MATERIAL FOR THIS EXERCISE:
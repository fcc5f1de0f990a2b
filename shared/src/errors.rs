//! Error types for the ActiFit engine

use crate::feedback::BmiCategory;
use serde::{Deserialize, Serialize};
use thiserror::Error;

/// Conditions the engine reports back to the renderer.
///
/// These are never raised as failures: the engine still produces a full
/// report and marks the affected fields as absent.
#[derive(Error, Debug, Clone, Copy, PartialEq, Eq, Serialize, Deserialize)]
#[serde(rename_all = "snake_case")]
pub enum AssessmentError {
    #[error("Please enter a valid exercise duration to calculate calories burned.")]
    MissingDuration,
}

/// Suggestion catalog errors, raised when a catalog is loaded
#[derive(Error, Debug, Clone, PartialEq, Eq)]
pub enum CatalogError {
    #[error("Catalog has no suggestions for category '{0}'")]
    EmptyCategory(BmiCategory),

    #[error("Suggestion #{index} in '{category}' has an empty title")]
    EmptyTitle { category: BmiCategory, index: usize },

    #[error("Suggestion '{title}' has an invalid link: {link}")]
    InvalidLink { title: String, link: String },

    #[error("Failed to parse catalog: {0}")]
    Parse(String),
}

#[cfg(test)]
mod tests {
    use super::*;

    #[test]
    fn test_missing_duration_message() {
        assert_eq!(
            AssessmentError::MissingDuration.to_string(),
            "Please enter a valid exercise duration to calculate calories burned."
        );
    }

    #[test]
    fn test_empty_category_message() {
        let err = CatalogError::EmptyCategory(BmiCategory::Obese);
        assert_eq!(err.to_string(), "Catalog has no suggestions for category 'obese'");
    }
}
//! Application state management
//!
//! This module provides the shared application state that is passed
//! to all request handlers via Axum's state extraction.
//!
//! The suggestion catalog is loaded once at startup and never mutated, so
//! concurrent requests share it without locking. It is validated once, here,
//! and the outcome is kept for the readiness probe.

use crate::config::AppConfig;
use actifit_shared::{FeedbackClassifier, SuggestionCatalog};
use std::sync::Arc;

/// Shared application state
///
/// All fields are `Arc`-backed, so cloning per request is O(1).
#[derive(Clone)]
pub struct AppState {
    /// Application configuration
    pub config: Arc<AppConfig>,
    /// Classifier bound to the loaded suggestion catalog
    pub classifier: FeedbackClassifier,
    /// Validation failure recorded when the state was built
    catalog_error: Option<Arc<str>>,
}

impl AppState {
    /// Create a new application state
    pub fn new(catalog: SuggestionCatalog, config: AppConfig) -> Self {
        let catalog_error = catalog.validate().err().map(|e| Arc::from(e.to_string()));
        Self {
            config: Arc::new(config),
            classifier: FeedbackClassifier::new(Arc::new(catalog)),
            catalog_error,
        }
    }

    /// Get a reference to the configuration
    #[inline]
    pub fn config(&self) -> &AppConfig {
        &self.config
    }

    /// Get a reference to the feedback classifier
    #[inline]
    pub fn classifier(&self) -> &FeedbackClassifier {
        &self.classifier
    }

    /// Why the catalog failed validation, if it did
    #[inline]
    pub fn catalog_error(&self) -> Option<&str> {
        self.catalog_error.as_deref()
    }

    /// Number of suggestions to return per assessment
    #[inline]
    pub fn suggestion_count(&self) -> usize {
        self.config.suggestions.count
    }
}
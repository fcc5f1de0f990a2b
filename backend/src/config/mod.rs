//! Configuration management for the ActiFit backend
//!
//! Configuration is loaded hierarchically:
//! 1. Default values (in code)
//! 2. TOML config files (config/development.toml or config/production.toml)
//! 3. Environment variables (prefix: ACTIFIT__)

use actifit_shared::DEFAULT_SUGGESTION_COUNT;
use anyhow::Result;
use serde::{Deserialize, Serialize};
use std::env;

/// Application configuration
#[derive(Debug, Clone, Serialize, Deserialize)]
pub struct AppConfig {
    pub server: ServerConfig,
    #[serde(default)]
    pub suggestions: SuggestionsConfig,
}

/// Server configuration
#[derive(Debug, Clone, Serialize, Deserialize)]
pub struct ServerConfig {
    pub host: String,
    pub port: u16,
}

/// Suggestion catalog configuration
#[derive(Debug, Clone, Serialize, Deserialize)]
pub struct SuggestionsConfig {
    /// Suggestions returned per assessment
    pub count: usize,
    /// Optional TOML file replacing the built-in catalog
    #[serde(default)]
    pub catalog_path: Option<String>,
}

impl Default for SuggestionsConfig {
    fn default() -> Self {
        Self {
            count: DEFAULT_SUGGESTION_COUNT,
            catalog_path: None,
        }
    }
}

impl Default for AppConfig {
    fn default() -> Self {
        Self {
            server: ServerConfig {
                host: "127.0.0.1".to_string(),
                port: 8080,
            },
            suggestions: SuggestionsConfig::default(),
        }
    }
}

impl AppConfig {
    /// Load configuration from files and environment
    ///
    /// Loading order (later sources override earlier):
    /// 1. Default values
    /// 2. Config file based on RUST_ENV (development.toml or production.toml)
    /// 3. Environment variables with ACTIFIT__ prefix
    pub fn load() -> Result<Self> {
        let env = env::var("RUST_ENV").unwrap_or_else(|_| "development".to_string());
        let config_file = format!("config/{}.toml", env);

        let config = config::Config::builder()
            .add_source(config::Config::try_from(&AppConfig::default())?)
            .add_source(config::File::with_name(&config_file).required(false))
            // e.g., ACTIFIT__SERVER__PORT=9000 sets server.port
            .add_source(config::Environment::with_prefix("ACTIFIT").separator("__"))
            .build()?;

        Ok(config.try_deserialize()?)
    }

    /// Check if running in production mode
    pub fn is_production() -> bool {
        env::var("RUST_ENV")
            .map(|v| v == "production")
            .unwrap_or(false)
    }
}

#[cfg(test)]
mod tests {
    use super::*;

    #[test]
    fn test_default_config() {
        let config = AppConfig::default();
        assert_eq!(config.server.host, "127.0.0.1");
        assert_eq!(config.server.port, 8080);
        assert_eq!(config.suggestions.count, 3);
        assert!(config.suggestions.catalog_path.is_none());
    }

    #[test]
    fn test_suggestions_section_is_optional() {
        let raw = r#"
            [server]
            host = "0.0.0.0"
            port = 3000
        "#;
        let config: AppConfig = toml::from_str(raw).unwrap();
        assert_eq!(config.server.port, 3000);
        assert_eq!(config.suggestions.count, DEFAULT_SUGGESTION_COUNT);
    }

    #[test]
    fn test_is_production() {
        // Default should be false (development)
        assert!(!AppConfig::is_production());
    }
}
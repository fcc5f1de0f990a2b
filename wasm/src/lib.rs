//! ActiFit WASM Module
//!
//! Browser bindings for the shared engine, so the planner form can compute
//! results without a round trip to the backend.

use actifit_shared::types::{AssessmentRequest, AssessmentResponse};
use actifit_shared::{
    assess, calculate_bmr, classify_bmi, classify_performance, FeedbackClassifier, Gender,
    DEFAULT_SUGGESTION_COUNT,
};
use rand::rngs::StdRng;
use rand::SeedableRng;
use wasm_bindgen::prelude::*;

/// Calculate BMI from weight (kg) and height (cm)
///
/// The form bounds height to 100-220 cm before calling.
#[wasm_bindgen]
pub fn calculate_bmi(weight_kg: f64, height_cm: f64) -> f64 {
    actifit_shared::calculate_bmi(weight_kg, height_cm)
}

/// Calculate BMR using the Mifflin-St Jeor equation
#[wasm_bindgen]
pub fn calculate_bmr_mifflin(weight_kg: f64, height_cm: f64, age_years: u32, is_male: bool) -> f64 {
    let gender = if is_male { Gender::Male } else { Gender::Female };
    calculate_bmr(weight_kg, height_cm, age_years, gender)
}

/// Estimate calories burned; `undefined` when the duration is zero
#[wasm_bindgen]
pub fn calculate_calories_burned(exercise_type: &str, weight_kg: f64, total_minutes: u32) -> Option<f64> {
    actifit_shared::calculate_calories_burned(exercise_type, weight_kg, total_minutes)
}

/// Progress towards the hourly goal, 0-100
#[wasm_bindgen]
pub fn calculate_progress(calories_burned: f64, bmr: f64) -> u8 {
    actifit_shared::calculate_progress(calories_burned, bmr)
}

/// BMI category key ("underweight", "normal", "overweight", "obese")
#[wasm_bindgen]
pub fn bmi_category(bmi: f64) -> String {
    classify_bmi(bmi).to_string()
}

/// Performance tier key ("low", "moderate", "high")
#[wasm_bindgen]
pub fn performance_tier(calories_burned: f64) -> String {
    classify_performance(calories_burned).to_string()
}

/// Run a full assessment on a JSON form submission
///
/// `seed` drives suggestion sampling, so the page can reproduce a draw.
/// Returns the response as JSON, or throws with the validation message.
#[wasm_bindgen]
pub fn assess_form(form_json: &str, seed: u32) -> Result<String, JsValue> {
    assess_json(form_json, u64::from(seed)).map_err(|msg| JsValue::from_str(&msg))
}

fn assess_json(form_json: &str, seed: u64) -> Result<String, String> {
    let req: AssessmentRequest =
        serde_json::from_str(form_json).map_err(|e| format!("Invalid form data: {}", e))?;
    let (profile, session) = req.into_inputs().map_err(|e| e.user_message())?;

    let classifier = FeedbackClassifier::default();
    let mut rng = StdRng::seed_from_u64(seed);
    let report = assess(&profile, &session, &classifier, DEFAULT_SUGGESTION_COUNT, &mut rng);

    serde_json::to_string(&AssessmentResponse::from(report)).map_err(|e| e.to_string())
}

WHAT YOU HAVE TO DO: The first line of the records and every line down to the line with "a catalog is loaded" must be quoted exactly; leave out all else.

OUTPUT BELOW:
repository fcc5f1de0f990a2b
filename shared/src/errors.rs
//! Error types for the ActiFit engine

use crate::feedback::BmiCategory;
use serde::{Deserialize, Serialize};
use thiserror::Error;

/// Conditions the engine reports back to the renderer.
///
/// These are never raised as failures: the engine still produces a full
/// report and marks the affected fields as absent.
#[derive(Error, Debug, Clone, Copy, PartialEq, Eq, Serialize, Deserialize)]
#[serde(rename_all = "snake_case")]
pub enum AssessmentError {
    #[error("Please enter a valid exercise duration to calculate calories burned.")]
    MissingDuration,
}

/// Suggestion catalog errors, raised when a catalog is loaded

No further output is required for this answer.